Vendredi 6 Mai - 14:40

Actualité


Les victimes du prêtre Louis Ribes - © Radio SCOOP / Lea Duperrin
Pour la première fois, les victimes du Père Louis Ribes décédé en 1994, ont parlé d'une seule voix. Plusieurs décennies après les agressions sexuelles subies, elles entendent mettre la pression sur l'Église à travers une série de revendications.


"La lenteur, le mépris, le silence de l'Église." Face aux journalistes présents ce vendredi midi, Yasmine revient sur l'affaire Louis Ribes. Son père, Luc Gemet, a été agressé enfant par ce prêtre, depuis décédé. Un homme d'Église et un peintre, qui faisait poser nus ses modèles. Des enfants originaires du Rhône et de la Loire, dont il abusait sexuellement.

D'après les diocèses de Lyon, de Saint-Étienne et de Grenoble, 49 victimes se sont manifestées. Mais ce serait en réalité bien plus, selon le collectif qui juge le chiffre largement sous-évalué. "C'était tous les ans une quinzaine d'enfants qui passaient des vacances chez lui. Pendant des années", rappelle Yasmine.

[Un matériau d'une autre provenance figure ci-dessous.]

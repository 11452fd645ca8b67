//! HTTP API application wiring (Axum router + warehouse wiring).
//!
//! This folder is structured like:
//! - `routes/`: HTTP routes + handlers (one file per area)
//! - `dto.rs`: request DTOs and JSON mapping helpers
//! - `errors.rs`: consistent error responses

use std::sync::Arc;

use axum::{Extension, Router, routing::get};
use tower::ServiceBuilder;

use warehouse_catalog::Warehouse;

use crate::middleware;

pub mod dto;
pub mod errors;
pub mod routes;

/// Build the full HTTP router around `warehouse` (public entrypoint used by
/// `main.rs` and the black-box tests).
pub fn build_app(warehouse: Arc<Warehouse>) -> Router {
    Router::new()
        .route("/health", get(routes::system::health))
        .merge(routes::router())
        .layer(
            ServiceBuilder::new()
                .layer(Extension(warehouse))
                .layer(axum::middleware::from_fn(middleware::log_requests)),
        )
}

"On est quatre enfants, quatre victimes"


Qui savait dans l'entourage du Père Ribes ? Qui n'a rien voulu dire ? Reste aujourd'hui le traumatisme, mais aussi l'héritage artistique du prêtre. Des photographies, des peintures, des vitraux. Comment se fait-il que certaines œuvres aient disparu, alors que d'autres ont été retrouvées ? Les victimes veulent aujourd'hui des réponses.

Annick Moulin a aussi été victime du prêtre, comme le reste de sa fratrie. "On est quatre enfants, quatre victimes." Avec douleur, elle évoque ce qu'il reste aujourd'hui de son bourreau. "Ses tableaux ont été décrochés des églises, mais il y a ce livre qui est toujours en vente et qui encense ses œuvres. Je me suis aperçue il y a peu de temps qu'à la fin, mes parents étaient cités dans les remerciements".

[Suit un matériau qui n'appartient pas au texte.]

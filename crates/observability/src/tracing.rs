//! Tracing/logging initialization.

use tracing_subscriber::EnvFilter;

/// Initialize tracing/logging for the process.
///
/// The filter comes from `RUST_LOG`, falling back to `info`. Safe to call
/// multiple times (subsequent calls are no-ops).
pub fn init() {
    let filter = EnvFilter::try_from_default_env().unwrap_or_else(|_| EnvFilter::new("info"));
    init_with(filter);
}

/// Initialize with an explicit filter directive, ignoring `RUST_LOG`.
///
/// Used by tests that want deterministic, quiet output.
pub fn init_with_filter(directive: &str) {
    init_with(EnvFilter::new(directive));
}

fn init_with(filter: EnvFilter) {
    // JSON lines with timestamps; a second init attempt is ignored.
    let _ = tracing_subscriber::fmt()
        .with_env_filter(filter)
        .json()
        .with_timer(tracing_subscriber::fmt::time::SystemTime)
        .with_target(false)
        .try_init();
}
use std::sync::Arc;

use axum::{
    Json, Router,
    extract::{Extension, Path},
    http::StatusCode,
    response::IntoResponse,
    routing::{get, post},
};

use warehouse_catalog::{Category, Warehouse};
use warehouse_core::ProductId;

use crate::app::{dto, errors};

pub fn router() -> Router {
    Router::new()
        .route("/", post(add_product).get(list_products))
        .route("/:id", get(get_product))
        .route("/category/:category", get(list_by_category))
}

pub async fn add_product(
    Extension(warehouse): Extension<Arc<Warehouse>>,
    Json(body): Json<dto::CreateProductRequest>,
) -> axum::response::Response {
    let product = match dto::to_product(body) {
        Ok(p) => p,
        Err(e) => return errors::domain_error_to_response(e),
    };

    let id = product.id().to_string();
    if let Err(e) = warehouse.add(product) {
        return errors::domain_error_to_response(e);
    }

    (StatusCode::CREATED, Json(serde_json::json!({ "id": id }))).into_response()
}

pub async fn list_products(
    Extension(warehouse): Extension<Arc<Warehouse>>,
) -> axum::response::Response {
    let items = warehouse
        .get_all()
        .into_iter()
        .map(dto::product_to_json)
        .collect::<Vec<_>>();
    (StatusCode::OK, Json(serde_json::json!({ "items": items }))).into_response()
}

pub async fn get_product(
    Extension(warehouse): Extension<Arc<Warehouse>>,
    Path(id): Path<String>,
) -> axum::response::Response {
    let id = match ProductId::new(id) {
        Ok(v) => v,
        Err(e) => return errors::domain_error_to_response(e),
    };

    match warehouse.get_by_id(&id) {
        Some(product) => (StatusCode::OK, Json(dto::product_to_json(product))).into_response(),
        None => errors::json_error(StatusCode::NOT_FOUND, "not_found", "product not found"),
    }
}

pub async fn list_by_category(
    Extension(warehouse): Extension<Arc<Warehouse>>,
    Path(category): Path<String>,
) -> axum::response::Response {
    let category: Category = match category.parse() {
        Ok(v) => v,
        Err(e) => {
            return errors::json_error(StatusCode::BAD_REQUEST, "invalid_category", e.to_string());
        }
    };

    let items = warehouse
        .get_by_category(category)
        .into_iter()
        .map(dto::product_to_json)
        .collect::<Vec<_>>();
    (StatusCode::OK, Json(serde_json::json!({ "items": items }))).into_response()
}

À l'époque des faits, elle avait aussi posé pour le peintre qui a même vendu un tableau à ses parents. "On reste aujourd'hui les grands oubliés", assure-t-elle, regrettant que l'Église ne fasse pas plus pour accompagner ceux qui souffrent toujours.

Le collectif demande aujourd'hui que les œuvres de Louis Ribes soient déclassées de leur statut aux monuments historiques, "qu'on arrête de les subventionner avec nos impôts", souligne Luc Gemet. Ils demandent qu'un accompagnement soit proposé aux victimes, pour les aider dans leurs démarches et que l'Église puisse prendre en charge les soins psychologiques. Qu'un lieu puisse ouvrir afin d'y organiser des rencontres. À défaut de pouvoir poursuivre en justice pénale l'auteur présumé des faits puisque décédé, le collectif souhaite accélérer l'indemnisation des victimes qui en font la demande. "Moi, aujourd'hui, j'ai l'impression de mendier", déplore Annick Moulin.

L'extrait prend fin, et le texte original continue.